FABRICATION OF CORK-SHELL MICROCAPSULES FOR BIOMEDICAL APPLICATIONS WITH FOCUS ON ULTRASOUND TRIGGERED RELEASE

Abstract

Developing a drug delivery vehicle that can control the release kinetics of a therapeutic drug on demand has great potential to improve health by allowing health care professionals to maintain the drug concentration in its therapeutic window and increase the efficiency at which treatment is administered. On-demand release can be triggered by a range of stimuli including magnetic, radiation, and ultrasound activation. Of the three, ultrasound is the only one indiscriminate of the chemical properties of the material and is the most widely available clinically, which makes it versatile and applicable for many systems. However, existing strategies that use ultrasound as a release stimulus either pop the microcapsules altogether (enabling no subsequent effective control over the kinetics of drug release) or require continuous ultrasonic administration (typically impractical in a clinical setting), both of which are suboptimal. Overcoming at least of these shortcomings would vastly improve on the technology. In this thesis, microcapsules with a complex shell were fabricated using a modified electrohydrodynamic approach named immersion coaxial electrospraying, which allowed for an increased polymer loading in the shell and improved manipulation of microcapsule size. The complex shell structure of the microcapsules incorporated silica microparticles that acted as corks plugging pores between the inside and outside of the microcapsule.
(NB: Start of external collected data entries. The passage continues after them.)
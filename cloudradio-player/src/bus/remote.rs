//! Remote message channel (persistent websocket)
//!
//! Connects once to the configured server endpoint and keeps the socket
//! open for the life of the process. Inbound frames are decoded and
//! dispatched to the handler registry; outbound messages go through an
//! unbounded writer queue so sends never block the caller.
//!
//! Send policy when the socket is unavailable (playback must not crash on
//! transient network loss):
//! - before `connect`: messages accumulate in a bounded buffer
//!   ([`PENDING_LIMIT`], oldest dropped) and are flushed on connect
//! - after the connection drops: sends become logged no-ops

use std::collections::VecDeque;
use std::sync::atomic::{AtomicBool, Ordering};
use std::sync::{Arc, Mutex};

use futures_util::{SinkExt, StreamExt};
use tokio::sync::mpsc;
use tokio_tungstenite::{connect_async, tungstenite::protocol::Message as WsMessage};
use tracing::{debug, info, trace, warn};

use cloudradio_common::{Message, MessageMethod, Topic};

use super::{Handler, HandlerRegistry, MessageBus};
use crate::error::{Error, Result};

/// Capacity of the pre-connect outbound buffer
pub const PENDING_LIMIT: usize = 64;

/// Outbound delivery state, before and after connection establishment
struct Outbound {
    /// Writer queue of the live connection, `None` until connected and
    /// again after the connection drops
    tx: Option<mpsc::UnboundedSender<Message>>,

    /// Messages sent before the connection was established
    pending: VecDeque<Message>,

    /// Whether a connection has ever been established; distinguishes
    /// pre-connect buffering from post-disconnect no-ops
    ever_connected: bool,
}

/// Remote bus instance over one persistent websocket connection
pub struct SocketBus {
    registry: HandlerRegistry,
    outbound: Arc<Mutex<Outbound>>,
    connected: Arc<AtomicBool>,
    connect_called: AtomicBool,
}

impl SocketBus {
    pub fn new() -> Self {
        Self {
            registry: HandlerRegistry::new(),
            outbound: Arc::new(Mutex::new(Outbound {
                tx: None,
                pending: VecDeque::new(),
                ever_connected: false,
            })),
            connected: Arc::new(AtomicBool::new(false)),
            connect_called: AtomicBool::new(false),
        }
    }

    /// Establish the connection and spawn the reader/writer tasks.
    ///
    /// Callable once per bus instance; a failed attempt may be retried.
    /// Messages sent before this call are flushed in order once the
    /// socket is up.
    pub async fn connect(&self, url: &str) -> Result<()> {
        if self.connect_called.swap(true, Ordering::SeqCst) {
            return Err(Error::Transport(
                "connect() already called for this bus instance".to_string(),
            ));
        }

        let (ws_stream, _) = match connect_async(url).await {
            Ok(connection) => connection,
            Err(e) => {
                self.connect_called.store(false, Ordering::SeqCst);
                return Err(Error::Transport(format!("{url}: {e}")));
            }
        };
        info!(url, "remote channel connected");

        let (mut write, mut read) = ws_stream.split();
        let (tx, mut rx) = mpsc::unbounded_channel::<Message>();

        {
            let mut outbound = self.outbound.lock().unwrap();
            let flushed = outbound.pending.len();
            for message in outbound.pending.drain(..) {
                let _ = tx.send(message);
            }
            if flushed > 0 {
                debug!(flushed, "flushed pre-connect messages");
            }
            outbound.tx = Some(tx);
            outbound.ever_connected = true;
        }
        self.connected.store(true, Ordering::SeqCst);

        // Writer: drains the outbound queue onto the socket
        tokio::spawn(async move {
            while let Some(message) = rx.recv().await {
                match serde_json::to_string(&message) {
                    Ok(json) => {
                        if write.send(WsMessage::Text(json)).await.is_err() {
                            warn!("remote channel write failed");
                            break;
                        }
                    }
                    Err(e) => warn!("failed to encode outbound message: {e}"),
                }
            }
        });

        // Reader: decodes inbound frames and dispatches to handlers
        let registry = self.registry.clone();
        let connected = self.connected.clone();
        let outbound = self.outbound.clone();
        tokio::spawn(async move {
            while let Some(frame) = read.next().await {
                match frame {
                    Ok(WsMessage::Text(text)) => match serde_json::from_str::<Message>(&text) {
                        Ok(message) => {
                            let delivered = registry.dispatch(&message);
                            trace!(
                                topic = %message.topic,
                                delivered,
                                "remote message dispatched"
                            );
                        }
                        Err(e) => warn!("ignoring malformed remote frame: {e}"),
                    },
                    Ok(WsMessage::Close(_)) => break,
                    Ok(_) => {} // ping/pong/binary frames
                    Err(e) => {
                        warn!("remote channel read error: {e}");
                        break;
                    }
                }
            }
            connected.store(false, Ordering::SeqCst);
            outbound.lock().unwrap().tx = None;
            info!("remote channel disconnected");
        });

        Ok(())
    }

    pub fn is_connected(&self) -> bool {
        self.connected.load(Ordering::SeqCst)
    }

    #[cfg(test)]
    fn pending_len(&self) -> usize {
        self.outbound.lock().unwrap().pending.len()
    }
}

impl Default for SocketBus {
    fn default() -> Self {
        Self::new()
    }
}

impl MessageBus for SocketBus {
    fn subscribe(&self, topic: Topic, method: MessageMethod, handler: Handler) {
        self.registry.register(topic, method, handler);
    }

    fn send_message(&self, topic: Topic, method: MessageMethod, payload: serde_json::Value) {
        let message = Message::new(topic, method, payload);
        let mut outbound = self.outbound.lock().unwrap();

        if let Some(tx) = &outbound.tx {
            if tx.send(message).is_err() {
                outbound.tx = None;
                warn!(%topic, "remote channel writer gone; message dropped");
            }
            return;
        }

        if outbound.ever_connected {
            debug!(%topic, "remote channel disconnected; message dropped");
            return;
        }

        if outbound.pending.len() == PENDING_LIMIT {
            outbound.pending.pop_front();
            warn!("pre-connect buffer full; oldest message dropped");
        }
        outbound.pending.push_back(message);
    }
}
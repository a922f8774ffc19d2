//! Message bus contract over the two transport channels
//!
//! Both channels — the in-process [`LocalBus`] and the remote
//! [`SocketBus`] — expose the same subscribe/send contract, so the
//! controller treats them polymorphically and never knows which transport
//! carried a given message.

mod local;
mod remote;

pub use local::LocalBus;
pub use remote::SocketBus;

use std::collections::HashMap;
use std::sync::{Arc, Mutex};

use cloudradio_common::{Message, MessageMethod, Topic};

/// Callback invoked for every message matching its (topic, method) key.
///
/// Handlers must be cheap and non-blocking; transports invoke them on
/// their own delivery task. Controller handlers only forward a parsed
/// command into the dispatch queue.
pub type Handler = Arc<dyn Fn(&Message) + Send + Sync>;

/// Uniform publish/subscribe abstraction over one transport channel
pub trait MessageBus: Send + Sync {
    /// Register a handler for the exact (topic, method) pair.
    ///
    /// Registration is not deduplicated: registering the same handler
    /// twice yields two invocations per message. Subscribing before the
    /// transport is connected is legal.
    fn subscribe(&self, topic: Topic, method: MessageMethod, handler: Handler);

    /// Serialize a payload and dispatch it to the channel's peer.
    ///
    /// Never panics on transport unavailability; delivery degrades per
    /// the transport's policy (see [`SocketBus`]).
    fn send_message(&self, topic: Topic, method: MessageMethod, payload: serde_json::Value);
}

/// Handler registration table shared by both bus implementations:
/// `(topic, method)` to the handlers registered for it, in registration
/// order.
#[derive(Clone, Default)]
pub(crate) struct HandlerRegistry {
    handlers: Arc<Mutex<HashMap<(Topic, MessageMethod), Vec<Handler>>>>,
}

impl HandlerRegistry {
    pub fn new() -> Self {
        Self::default()
    }

    pub fn register(&self, topic: Topic, method: MessageMethod, handler: Handler) {
        self.handlers
            .lock()
            .unwrap()
            .entry((topic, method))
            .or_default()
            .push(handler);
    }

    /// Invoke every handler registered for the message's (topic, method)
    /// pair, in registration order. Returns the number invoked.
    ///
    /// The matching handlers are cloned out before invocation so a
    /// handler may itself subscribe without deadlocking.
    pub fn dispatch(&self, message: &Message) -> usize {
        let matching: Vec<Handler> = self
            .handlers
            .lock()
            .unwrap()
            .get(&(message.topic, message.method))
            .cloned()
            .unwrap_or_default();

        for handler in &matching {
            handler(message);
        }
        matching.len()
    }
}
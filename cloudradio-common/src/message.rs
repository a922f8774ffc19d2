//! Wire message schema shared by both transport channels.
//!
//! Every message on either channel (in-process or remote socket) has the
//! same shape on the wire:
//!
//! ```json
//! { "topic": "playerState", "method": "PUT", "payload": "NEXT" }
//! ```
//!
//! Topics and methods are closed enumerations so that dispatch is matched
//! exhaustively at compile time; an unrecognized topic string fails
//! deserialization and is dropped (with a logged diagnostic) at the
//! transport edge.

use serde::{Deserialize, Serialize};
use serde_json::Value;

/// Verb qualifying a message's intent.
///
/// Only `PUT` is exercised by the playback controller; `GET` and `DELETE`
/// are part of the channel contract and may be used by other surfaces.
#[derive(Debug, Clone, Copy, PartialEq, Eq, Hash, Serialize, Deserialize)]
#[serde(rename_all = "UPPERCASE")]
pub enum MessageMethod {
    Get,
    Put,
    Delete,
}

impl std::fmt::Display for MessageMethod {
    fn fmt(&self, f: &mut std::fmt::Formatter<'_>) -> std::fmt::Result {
        match self {
            MessageMethod::Get => write!(f, "GET"),
            MessageMethod::Put => write!(f, "PUT"),
            MessageMethod::Delete => write!(f, "DELETE"),
        }
    }
}

/// Logical channel name used to route a message to interested handlers.
#[derive(Debug, Clone, Copy, PartialEq, Eq, Hash, Serialize, Deserialize)]
pub enum Topic {
    /// Full queue replacement payload (inbound)
    #[serde(rename = "queue")]
    Queue,

    /// Transport control verb: PLAY / PAUSE / NEXT / PREVIOUS (inbound)
    #[serde(rename = "playerState")]
    PlayerState,

    /// Master volume, 0-100 (inbound)
    #[serde(rename = "volume")]
    Volume,

    /// Noise fraction, 0-100 (inbound)
    #[serde(rename = "noise")]
    Noise,

    /// Now-playing announcement (outbound, remote channel only)
    #[serde(rename = "queue_item")]
    QueueItem,
}

impl std::fmt::Display for Topic {
    fn fmt(&self, f: &mut std::fmt::Formatter<'_>) -> std::fmt::Result {
        match self {
            Topic::Queue => write!(f, "queue"),
            Topic::PlayerState => write!(f, "playerState"),
            Topic::Volume => write!(f, "volume"),
            Topic::Noise => write!(f, "noise"),
            Topic::QueueItem => write!(f, "queue_item"),
        }
    }
}

/// Envelope for every message on either channel
#[derive(Debug, Clone, Serialize, Deserialize)]
pub struct Message {
    pub topic: Topic,
    pub method: MessageMethod,
    pub payload: Value,
}

impl Message {
    pub fn new(topic: Topic, method: MessageMethod, payload: Value) -> Self {
        Self {
            topic,
            method,
            payload,
        }
    }
}

/// Opaque reference to a playable resource hosted by an external provider.
///
/// Immutable once created; the control core never interprets the id beyond
/// relaying it back out in now-playing announcements.
#[derive(Debug, Clone, PartialEq, Eq, Hash, Serialize, Deserialize)]
pub struct TrackRef {
    pub id: u64,

    #[serde(rename = "providerId")]
    pub provider_id: String,
}

impl TrackRef {
    pub fn new(id: u64, provider_id: impl Into<String>) -> Self {
        Self {
            id,
            provider_id: provider_id.into(),
        }
    }
}

impl std::fmt::Display for TrackRef {
    fn fmt(&self, f: &mut std::fmt::Formatter<'_>) -> std::fmt::Result {
        write!(f, "{}:{}", self.provider_id, self.id)
    }
}

/// One entry of an inbound `queue` PUT payload.
///
/// The server-side payload historically used `provider` for the provider
/// id, so that spelling is accepted as an alias.
#[derive(Debug, Clone, PartialEq, Eq, Serialize, Deserialize)]
pub struct QueuePayloadEntry {
    pub track: QueueTrackPayload,
}

/// Track reference as it appears in a `queue` payload
#[derive(Debug, Clone, PartialEq, Eq, Serialize, Deserialize)]
pub struct QueueTrackPayload {
    pub id: u64,

    #[serde(rename = "providerId", alias = "provider")]
    pub provider_id: String,
}

impl From<QueueTrackPayload> for TrackRef {
    fn from(payload: QueueTrackPayload) -> Self {
        TrackRef {
            id: payload.id,
            provider_id: payload.provider_id,
        }
    }
}

/// Outbound `queue_item` announcement payload: the live selection, sent on
/// the remote channel whenever an item starts playing.
#[derive(Debug, Clone, PartialEq, Eq, Serialize, Deserialize)]
pub struct NowPlayingPayload {
    pub track_id: u64,
    pub track_provider_id: String,
}

impl From<&TrackRef> for NowPlayingPayload {
    fn from(track: &TrackRef) -> Self {
        Self {
            track_id: track.id,
            track_provider_id: track.provider_id.clone(),
        }
    }
}

/// Transport control verbs carried on the `playerState` topic.
///
/// The wire payload is a case-insensitive string; parsing happens once at
/// the channel edge so the controller dispatches on a closed enum.
#[derive(Debug, Clone, Copy, PartialEq, Eq)]
pub enum TransportCommand {
    Play,
    Pause,
    Next,
    Previous,
}

impl TransportCommand {
    /// Parse a `playerState` payload string. Unrecognized verbs yield
    /// `None`; callers ignore them without error.
    pub fn parse(raw: &str) -> Option<Self> {
        match raw.to_ascii_uppercase().as_str() {
            "PLAY" => Some(TransportCommand::Play),
            "PAUSE" => Some(TransportCommand::Pause),
            "NEXT" => Some(TransportCommand::Next),
            "PREVIOUS" => Some(TransportCommand::Previous),
            _ => None,
        }
    }
}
The modified microcapsules were shown to release their payload in the presence of a focused ultrasound signal, while uncorked microcapsules do not release. Release kinetics were shown to be adjustable based on the number of corks initially present in the shell of the microcapsule material. Altogether, the cork-shell microcapsules fabricated in this thesis show promise as a tunable on-demand drug delivery vehicle that is able to better control release compared to conventional ultrasound triggered microcapsules.